Dir. by Todd Strauss-Schulson - 1 hr. 30 min.
by Clayton Hollifield
What a disappointment. There's no other way to sum up "A Very Harold & Kumar 3D Christmas." I'm speaking as someone who enjoyed the previous two films, and was looking forward to seeing this one. And instead of getting another hazy installment in the "Harold & Kumar" franchise, I got characters that bore little resemblance to their previous incarnations and a general tone of joylessness.
Harold's (John Cho) married, and his in-laws are visiting. They're headed up by Mr. Perez (Danny Trejo), who has an implausible obsession for Christmas trees. Of course, something happens to the tree that Mr. Perez brings, and Harold has to replace it by the time the Perez clan returns from whatever the heck it is that they're doing. Separately, Kumar's (Kal Penn) girlfriend has broken up with him because his life's fallen apart. And it's Christmas-time. The plot isn't worth much more discussion than that.
Here's one problem: the filmmakers seemed to put together a checklist of things that had been in the previous two films, and then jammed them all together, and set it on Christmas eve. An irrational quest for a macguffin? Check. Graphic male nudity? Check. Those two guys that were in the first "American Pie" with John Cho? Check. White Castle cameo? Check. NPH sequence? Check. There's even a gratuitous claymation sequence when the two main characters are drugged, but nothing comes of it. Nothing comes of any of it. The characters' motivations are suspect, which undermines any sense of urgency the plot is trying to convey.
Let me put it this way: in the first film, Harold and Kumar had a hankering for some White Castle burgers, and would not be deterred. I think everyone can relate to that. In the second one, they had to escape Guantanamo Bay because of a mix-up that left everyone thinking they were terrorists. If not relatable, it's at least understandable. Here, Harold is trying to please his father-in-law's hard-on for Christmas trees. Even though there's a "I genuinely want to make him and my wife happy" speech, it's kind of spineless. A lot of the potential audience for this film is not going hope that Harold and Kumar can come through, they're going to want Harold to throw his middle finger in Mr. Perez's face and tell him to eat a bag of dicks.
But beyond that problem, both of the characters are off, tone-wise. Harold has always been kind of neurotic and freaked out, but in this installment they throw in being beaten-down by a less-than-ideal family life. And his replacement best buddy, Todd (Thomas Lennon), clearly irritates Harold. Kumar is even worse. Whatever charm and energy Kal Penn brought to the character is completely gone. He's been bounced out of the medical profession by failing a drug test (which removes the possibility of a bright future), and he's introduced in this film mired in depression from his girlfriend breaking up with him. He's not funny, he's not impulsive, and throughout the film, Kumar barely registers the environments that he's in. It's fine to have the film start off with the main characters being estranged, but it takes entirely too long to for them to re-unite, and when they do, it's in an unsatisfying manner. Even the NPH sequence isn't as good as the previous ones (although still pretty good), and even worse, it's not even a satisfying stoner movie, either. Harold largely abstains, and Kumar seems to be smoking out of a compulsion rather than for any enjoyment it might bring him. This feels like a betrayal, like the "Family Guy" episode where Brian manages to legalize marijuana, only to begin campaigning against it when someone essentially pays him to.
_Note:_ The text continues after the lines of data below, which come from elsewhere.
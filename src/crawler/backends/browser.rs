//! Headless Chromium session shared by the rendered fetcher and the manual descent

use super::BackendError;
use crate::crawler::fetcher::FetchConfig;
use anyhow::{Context, Result};
use async_trait::async_trait;
use chromiumoxide::{Browser, BrowserConfig, Page};
use futures::StreamExt;
use tokio::task::JoinHandle;
use url::Url;

/// A loaded page, after scripts ran and navigation settled
#[derive(Debug, Clone)]
pub struct RenderedPage {
    /// URL the browser ended up on
    pub final_url: Url,
    /// Serialized DOM
    pub html: String,
}

/// Source of rendered pages for the browser traversals
#[async_trait]
pub trait PageLoader: Send + Sync {
    /// Navigates to a URL and returns the rendered DOM
    async fn visit(&self, url: &Url) -> Result<RenderedPage>;
}

/// One browser process with one tab, reused for every visit of a traversal
pub struct BrowserSession {
    browser: Browser,
    page: Page,
    handler: JoinHandle<()>,
    timeout: std::time::Duration,
}

impl BrowserSession {
    /// Launches a browser with the proxy and TLS settings of this attempt
    pub async fn launch(config: &FetchConfig) -> Result<Self> {
        let mut builder = BrowserConfig::builder()
            .no_sandbox()
            .request_timeout(config.request_timeout)
            .arg("--disable-gpu")
            .arg("--disable-dev-shm-usage")
            .arg(format!("--user-agent={}", config.user_agent));

        if config.ignore_ssl {
            builder = builder.arg("--ignore-certificate-errors");
        }

        if let Some(endpoint) = config.proxies.pick() {
            if config.proxies.auth().is_some() {
                tracing::warn!(
                    "Proxy credentials are not passed to the browser; {} must accept unauthenticated connections",
                    endpoint
                );
            }
            builder = builder.arg(format!("--proxy-server={}", endpoint.browser_server()));
        }

        let browser_config = builder
            .build()
            .map_err(|e| anyhow::anyhow!("Failed to build browser config: {}", e))?;

        let (browser, mut handler) = Browser::launch(browser_config)
            .await
            .context("Failed to launch browser")?;

        let handler = tokio::spawn(async move {
            while let Some(h) = handler.next().await {
                if h.is_err() {
                    break;
                }
            }
        });

        let page = match browser.new_page("about:blank").await {
            Ok(page) => page,
            Err(e) => {
                handler.abort();
                return Err(e).context("Failed to open a browser tab");
            }
        };

        Ok(Self {
            browser,
            page,
            handler,
            timeout: config.request_timeout,
        })
    }

    async fn load(&self, url: &Url) -> Result<RenderedPage> {
        self.page.goto(url.as_str()).await?;
        self.page.wait_for_navigation().await?;

        let html = self.page.content().await?;
        let final_url = self
            .page
            .url()
            .await?
            .and_then(|u| Url::parse(&u).ok())
            .unwrap_or_else(|| url.clone());

        Ok(RenderedPage { final_url, html })
    }

    /// Shuts the browser down
    pub async fn close(mut self) {
        if let Err(e) = self.browser.close().await {
            tracing::debug!("Browser did not close cleanly: {}", e);
        }
        self.handler.abort();
    }
}

#[async_trait]
impl PageLoader for BrowserSession {
    async fn visit(&self, url: &Url) -> Result<RenderedPage> {
        tokio::time::timeout(self.timeout, self.load(url))
            .await
            .map_err(|_| anyhow::anyhow!("Navigation timeout of {:?} exceeded", self.timeout))?
            .with_context(|| format!("Failed to load {}", url))
    }
}

/// Keeps the whole context chain so the classifier sees the root cause
pub fn browser_error(error: anyhow::Error) -> BackendError {
    BackendError::Browser(format!("{:#}", error))
}
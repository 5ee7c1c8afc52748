//! Crawler module for multi-strategy URL discovery
//!
//! This module contains the core crawling logic, including:
//! - HTTP fetching with per-attempt proxy selection
//! - HTML parsing and link extraction
//! - The fetch backends and their shared context
//! - The per-pass discovery owner
//! - Error classification
//! - Overall orchestration of passes, iterative re-crawls and the deadline

pub mod backends;
mod classify;
mod discovery;
mod fetcher;
mod orchestrator;
mod parser;

pub use backends::{BackendError, FetchBackend, FetchContext, FetchStrategy};
pub use classify::{error_chain, should_suppress};
pub use discovery::{
    DiscoveryEvent, DiscoveryOwner, DiscoverySet, DiscoverySink, PassDiscoveries,
};
pub use fetcher::{
    build_http_client, fetch_page, fetch_url, FetchConfig, FetchResult, FetchedPage, HttpClients,
};
pub use orchestrator::{Orchestrator, PassReport, RunOutcome, MAX_CRAWL_DEPTH};
pub use parser::{extract_links, extract_resource_links};
use crate::config::types::{Config, CrawlerConfig, OutputConfig, ProxyConfig};
use crate::output::OutputFormat;
use crate::ConfigError;
use url::Url;

/// Validates the entire configuration
pub fn validate(config: &Config) -> Result<(), ConfigError> {
    validate_crawler_config(&config.crawler)?;
    validate_proxy_config(&config.proxy)?;
    validate_output_config(&config.output)?;
    Ok(())
}

/// Validates crawler configuration
fn validate_crawler_config(config: &CrawlerConfig) -> Result<(), ConfigError> {
    if config.concurrency < 1 || config.concurrency > 100 {
        return Err(ConfigError::Validation(format!(
            "concurrency must be between 1 and 100, got {}",
            config.concurrency
        )));
    }

    if config.request_timeout_secs < 1 {
        return Err(ConfigError::Validation(
            "request_timeout_secs must be >= 1".to_string(),
        ));
    }

    if config.timeout_secs == Some(0) {
        return Err(ConfigError::Validation(
            "timeout must be >= 1 second".to_string(),
        ));
    }

    if config.max_pages < 1 {
        return Err(ConfigError::Validation(format!(
            "max_pages must be >= 1, got {}",
            config.max_pages
        )));
    }

    if config.user_agent.trim().is_empty() {
        return Err(ConfigError::Validation(
            "user_agent cannot be empty".to_string(),
        ));
    }

    if let Some(scope) = &config.scope {
        validate_domain_pattern(scope)?;
    }

    let endpoint = Url::parse(&config.archive_endpoint).map_err(|e| {
        ConfigError::InvalidUrl(format!(
            "Invalid archive_endpoint '{}': {}",
            config.archive_endpoint, e
        ))
    })?;

    if endpoint.scheme() != "http" && endpoint.scheme() != "https" {
        return Err(ConfigError::Validation(format!(
            "archive_endpoint '{}' must use HTTP or HTTPS",
            config.archive_endpoint
        )));
    }

    Ok(())
}

/// Validates proxy configuration
///
/// The proxy URIs themselves are checked when the pool is loaded.
fn validate_proxy_config(config: &ProxyConfig) -> Result<(), ConfigError> {
    if let Some(source) = &config.source {
        if source.trim().is_empty() {
            return Err(ConfigError::Validation(
                "proxy source cannot be empty".to_string(),
            ));
        }
    }

    if let Some(auth) = &config.auth {
        match auth.split_once(':') {
            Some((user, _)) if !user.is_empty() => {}
            _ => {
                return Err(ConfigError::Validation(
                    "proxy auth must be formatted as username:password".to_string(),
                ))
            }
        }
    }

    Ok(())
}

/// Validates output configuration
///
/// The encoding is resolved here so an unusable output path fails before any crawling.
fn validate_output_config(config: &OutputConfig) -> Result<(), ConfigError> {
    if let Some(path) = &config.path {
        if path.as_os_str().is_empty() {
            return Err(ConfigError::Validation(
                "output path cannot be empty".to_string(),
            ));
        }

        OutputFormat::resolve(path, config.json)
            .map_err(|e| ConfigError::Validation(e.to_string()))?;
    }

    Ok(())
}

/// Validates a scope pattern (supports `*` wildcards)
pub(crate) fn validate_domain_pattern(pattern: &str) -> Result<(), ConfigError> {
    let pattern = pattern.trim();

    if pattern.is_empty() {
        return Err(ConfigError::InvalidPattern(
            "Scope pattern cannot be empty".to_string(),
        ));
    }

    let base = pattern.strip_prefix("*.").unwrap_or(pattern);
    if base.is_empty() {
        return Err(ConfigError::InvalidPattern(format!(
            "Scope pattern '{}' has no domain after the wildcard",
            pattern
        )));
    }

    if !base
        .chars()
        .all(|c| c.is_ascii_alphanumeric() || c == '.' || c == '-' || c == '*')
    {
        return Err(ConfigError::InvalidPattern(format!(
            "Scope pattern '{}' contains invalid characters",
            pattern
        )));
    }

    if base.starts_with('.') || base.ends_with('.') || base.starts_with('-') || base.ends_with('-')
    {
        return Err(ConfigError::InvalidPattern(format!(
            "Scope pattern '{}' cannot start or end with '.' or '-'",
            pattern
        )));
    }

    if base.contains("..") {
        return Err(ConfigError::InvalidPattern(format!(
            "Scope pattern '{}' cannot contain consecutive dots",
            pattern
        )));
    }

    Ok(())
}
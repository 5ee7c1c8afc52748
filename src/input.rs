//! Target input sources
//!
//! Exactly one source is active per run, chosen by precedence: an explicit URL, else a
//! list file, else standard input when it is piped.

use crate::url::normalize_target;
use crate::{ConfigError, TrawlError};
use std::io::{IsTerminal, Read};
use std::path::PathBuf;
use url::Url;

/// Where root targets come from
#[derive(Debug, Clone, PartialEq, Eq)]
pub enum InputSource {
    /// A single URL given on the command line
    Url(String),
    /// A file with one URL per line
    List(PathBuf),
    /// Newline-separated URLs piped on standard input
    Stdin,
}

impl InputSource {
    /// Picks the active source by precedence
    ///
    /// Fails with [`ConfigError::NoInputSource`] when no URL or list is given and
    /// standard input is a terminal.
    pub fn select(
        url: Option<String>,
        list: Option<PathBuf>,
        stdin_is_terminal: bool,
    ) -> Result<Self, ConfigError> {
        if let Some(url) = url {
            Ok(Self::Url(url))
        } else if let Some(list) = list {
            Ok(Self::List(list))
        } else if !stdin_is_terminal {
            Ok(Self::Stdin)
        } else {
            Err(ConfigError::NoInputSource)
        }
    }

    /// Like [`InputSource::select`], checking the real standard input
    pub fn detect(url: Option<String>, list: Option<PathBuf>) -> Result<Self, ConfigError> {
        Self::select(url, list, std::io::stdin().is_terminal())
    }

    /// Reads the raw, non-blank target lines
    pub fn read_lines(&self) -> Result<Vec<String>, ConfigError> {
        let content = match self {
            Self::Url(url) => url.clone(),
            Self::List(path) => {
                std::fs::read_to_string(path).map_err(|source| ConfigError::TargetList {
                    path: path.display().to_string(),
                    source,
                })?
            }
            Self::Stdin => {
                let mut buffer = String::new();
                std::io::stdin().read_to_string(&mut buffer)?;
                buffer
            }
        };

        Ok(split_lines(&content))
    }

    /// Reads and normalizes every target
    ///
    /// Any malformed target is fatal, since it is operator input.
    pub fn load_targets(&self) -> Result<Vec<Url>, TrawlError> {
        let mut targets = Vec::new();
        for line in self.read_lines()? {
            targets.push(normalize_target(&line)?);
        }
        Ok(targets)
    }
}

/// Splits text into trimmed, non-blank lines
pub fn split_lines(content: &str) -> Vec<String> {
    content
        .lines()
        .map(str::trim)
        .filter(|line| !line.is_empty())
        .map(str::to_string)
        .collect()
}
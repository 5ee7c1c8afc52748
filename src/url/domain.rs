use url::Url;

/// Extracts the lowercase host of a URL
///
/// Returns None if the URL has no host (which shouldn't happen for the HTTP(S) URLs
/// the crawler works with).
///
/// # Examples
///
/// ```
/// use url::Url;
/// use sitetrawl::url::extract_domain;
///
/// let url = Url::parse("https://EXAMPLE.COM:8443/path").unwrap();
/// assert_eq!(extract_domain(&url), Some("example.com".to_string()));
/// ```
pub fn extract_domain(url: &Url) -> Option<String> {
    url.host_str().map(|h| h.to_lowercase())
}

/// Returns true if both URLs point at the same host, ignoring scheme and port
pub fn same_host(a: &Url, b: &Url) -> bool {
    match (extract_domain(a), extract_domain(b)) {
        (Some(a), Some(b)) => a == b,
        _ => false,
    }
}

/// Returns true if both URLs share scheme, host and port
pub fn same_origin(a: &Url, b: &Url) -> bool {
    a.origin() == b.origin()
}

#[cfg(test)]
mod tests {
    use super::*;

    fn url(s: &str) -> Url {
        Url::parse(s).unwrap()
    }

    #[test]
    fn test_extract_subdomain() {
        assert_eq!(
            extract_domain(&url("https://blog.example.com/post")),
            Some("blog.example.com".to_string())
        );
    }

    #[test]
    fn test_extract_ip_address() {
        assert_eq!(
            extract_domain(&url("http://127.0.0.1:3000/")),
            Some("127.0.0.1".to_string())
        );
    }

    #[test]
    fn test_same_host_ignores_scheme_and_port() {
        assert!(same_host(
            &url("http://example.com/a"),
            &url("https://example.com:8443/b")
        ));
        assert!(!same_host(
            &url("http://example.com/a"),
            &url("http://www.example.com/a")
        ));
    }

    #[test]
    fn test_same_origin_checks_port() {
        assert!(same_origin(
            &url("http://example.com/a"),
            &url("http://example.com:80/b")
        ));
        assert!(!same_origin(
            &url("http://example.com/a"),
            &url("http://example.com:8080/a")
        ));
        assert!(!same_origin(
            &url("http://example.com/a"),
            &url("https://example.com/a")
        ));
    }
}
//! URL handling module for Sitetrawl
//!
//! This module provides target normalization, domain extraction, scope matching,
//! extension filtering, and the combined acceptance policy applied to every URL.

mod domain;
mod extension;
mod matcher;
mod normalize;

use crate::config::CrawlerConfig;
use crate::ConfigError;
use url::Url;

// Re-export main functions
pub use domain::{extract_domain, same_host, same_origin};
pub use extension::{extension_of, normalize_extension, ExtensionFilter};
pub use matcher::ScopeMatcher;
pub use normalize::{normalize_discovered, normalize_target};

/// Outcome of evaluating a URL against the crawl policy
#[derive(Debug, Clone, Copy, PartialEq, Eq, Hash)]
pub enum PolicyDecision {
    /// URL is in scope and not excluded
    Accepted,
    /// Host does not match the scope pattern
    OutOfScope,
    /// Final path segment carries an excluded extension
    ExcludedExtension,
}

impl PolicyDecision {
    /// Returns true if the URL may be recorded and fetched
    pub fn is_accepted(&self) -> bool {
        matches!(self, Self::Accepted)
    }
}

/// Scope and extension policy, compiled once per run
///
/// # Examples
///
/// ```
/// use sitetrawl::url::{normalize_target, PolicyDecision, UrlPolicy};
///
/// let policy = UrlPolicy::new(Some("*.example.com"), ["png", "jpg"]).unwrap();
///
/// let page = normalize_target("http://sub.example.com/index.html").unwrap();
/// assert_eq!(policy.evaluate(&page), PolicyDecision::Accepted);
///
/// let logo = normalize_target("http://sub.example.com/logo.png").unwrap();
/// assert_eq!(policy.evaluate(&logo), PolicyDecision::ExcludedExtension);
///
/// let other = normalize_target("http://other.com/a").unwrap();
/// assert_eq!(policy.evaluate(&other), PolicyDecision::OutOfScope);
/// ```
#[derive(Debug, Clone, Default)]
pub struct UrlPolicy {
    scope: Option<ScopeMatcher>,
    extensions: ExtensionFilter,
}

impl UrlPolicy {
    /// Compiles a policy from an optional scope pattern and excluded extensions
    pub fn new<I, S>(scope: Option<&str>, excluded_extensions: I) -> Result<Self, ConfigError>
    where
        I: IntoIterator<Item = S>,
        S: AsRef<str>,
    {
        let scope = match scope {
            Some(pattern) if !pattern.trim().is_empty() => Some(ScopeMatcher::compile(pattern)?),
            _ => None,
        };

        Ok(Self {
            scope,
            extensions: ExtensionFilter::new(excluded_extensions),
        })
    }

    /// Compiles the policy described by the crawler configuration
    pub fn from_config(config: &CrawlerConfig) -> Result<Self, ConfigError> {
        Self::new(config.scope.as_deref(), &config.exclude_extensions)
    }

    /// Returns true if the URL's host is within scope (always true without a scope)
    pub fn in_scope(&self, url: &Url) -> bool {
        match &self.scope {
            None => true,
            Some(matcher) => url.host_str().is_some_and(|host| matcher.matches(host)),
        }
    }

    /// Returns true if the URL's extension is excluded
    pub fn is_excluded(&self, url: &Url) -> bool {
        self.extensions.is_excluded(url)
    }

    /// Evaluates scope first, then the extension filter
    pub fn evaluate(&self, url: &Url) -> PolicyDecision {
        if !self.in_scope(url) {
            PolicyDecision::OutOfScope
        } else if self.is_excluded(url) {
            PolicyDecision::ExcludedExtension
        } else {
            PolicyDecision::Accepted
        }
    }

    /// Convenience wrapper for [`UrlPolicy::evaluate`]
    pub fn accepts(&self, url: &Url) -> bool {
        self.evaluate(url).is_accepted()
    }

    /// The scope pattern, if any
    pub fn scope_pattern(&self) -> Option<&str> {
        self.scope.as_ref().map(|s| s.pattern())
    }
}
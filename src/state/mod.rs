//! State module for tracking orchestration progress
//!
//! # Components
//!
//! - `CrawlPhase`: The phase of one orchestration pass (normalizing, policy check,
//!   fetching, merging, recursing, done)
//! - `PhaseTracker`: Enforces valid phase transitions for a single pass

mod phase;

pub use phase::CrawlPhase;

use crate::TrawlError;

/// Tracks the phase of one pass and rejects invalid transitions
#[derive(Debug)]
pub struct PhaseTracker {
    target: String,
    phase: CrawlPhase,
}

impl PhaseTracker {
    /// Starts tracking a pass in the `Normalizing` phase
    pub fn new(target: impl Into<String>) -> Self {
        Self {
            target: target.into(),
            phase: CrawlPhase::Normalizing,
        }
    }

    /// Current phase
    pub fn phase(&self) -> CrawlPhase {
        self.phase
    }

    /// Moves to the next phase
    pub fn advance(&mut self, next: CrawlPhase) -> Result<(), TrawlError> {
        if !self.phase.can_transition_to(next) {
            return Err(TrawlError::InvalidTransition {
                from: self.phase,
                to: next,
            });
        }

        tracing::trace!("{}: {} -> {}", self.target, self.phase, next);
        self.phase = next;
        Ok(())
    }
}
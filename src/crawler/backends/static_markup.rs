//! Static-markup fetcher
//!
//! Breadth-first traversal over raw response bodies. Pages are fetched in waves of up to
//! `concurrency` parallel requests; link bookkeeping happens between waves so the visited
//! set needs no locking.

use super::{BackendError, FetchBackend, FetchContext};
use crate::crawler::fetcher::fetch_page;
use crate::crawler::parser::extract_links;
use crate::url::same_origin;
use async_trait::async_trait;
use futures::stream::{self, StreamExt};
use std::collections::{HashSet, VecDeque};
use url::Url;

const NAME: &str = "static";

/// Parses markup without running scripts; the default primary fetcher
#[derive(Debug, Clone, Copy, Default)]
pub struct StaticMarkupBackend;

#[async_trait]
impl FetchBackend for StaticMarkupBackend {
    fn name(&self) -> &'static str {
        NAME
    }

    async fn discover(&self, target: &Url, ctx: &FetchContext) -> Result<(), BackendError> {
        let config = ctx.config();
        let concurrency = config.concurrency;
        let max_pages = config.max_pages;

        let mut queue = VecDeque::from([target.clone()]);
        let mut visited = HashSet::from([target.to_string()]);
        let mut pages = 0usize;

        while !queue.is_empty() && pages < max_pages {
            let take = queue.len().min(concurrency).min(max_pages - pages);
            let wave: Vec<Url> = queue.drain(..take).collect();
            pages += wave.len();

            let results: Vec<(Url, _)> = stream::iter(wave)
                .map(|url| async move {
                    let result = fetch_page(&ctx.clients, &url).await;
                    (url, result)
                })
                .buffer_unordered(concurrency)
                .collect()
                .await;

            for (url, result) in results {
                let page = match result {
                    Ok(page) => page,
                    // The root is the only page in the first wave
                    Err(e) if url == *target => return Err(e),
                    Err(e) => {
                        ctx.report_failure(NAME, &e);
                        continue;
                    }
                };

                ctx.emit_final(NAME, &page.final_url, target);

                let Some(body) = page.body else {
                    continue;
                };

                for link in extract_links(&body, &page.final_url) {
                    if !ctx.is_candidate(&link, target) {
                        continue;
                    }
                    ctx.emit(NAME, link.clone());

                    if same_origin(&link, target)
                        && ctx.policy.accepts(&link)
                        && visited.insert(link.to_string())
                    {
                        queue.push_back(link);
                    }
                }
            }
        }

        if !queue.is_empty() {
            tracing::debug!(
                "[{}] page cap of {} reached for {}, {} queued URLs left",
                NAME,
                max_pages,
                target,
                queue.len()
            );
        }

        Ok(())
    }
}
I actually had to stop the movie when watching it about an hour in, I was so bored by the whole thing. It didn't really feel like anyone was having a good time making this movie, and that showed up on-screen. And I should mention that while it claimed to be a ninety-minute film, there's about ten minutes of credits at the end. I can't remember being this let-down by any sequel of any film I've ever seen, and that's saying something. Maybe part of the problem was seeing a Christmas movie in June (related point - why would anyone release a Christmas movie to home video in the summer? That's psychotically bad scheduling), but I don't think seasonal appropriateness nor the appropriate lack of sobriety could help "A Very Harold & Kumar 3D Christmas" out. It's just a flat-out failure.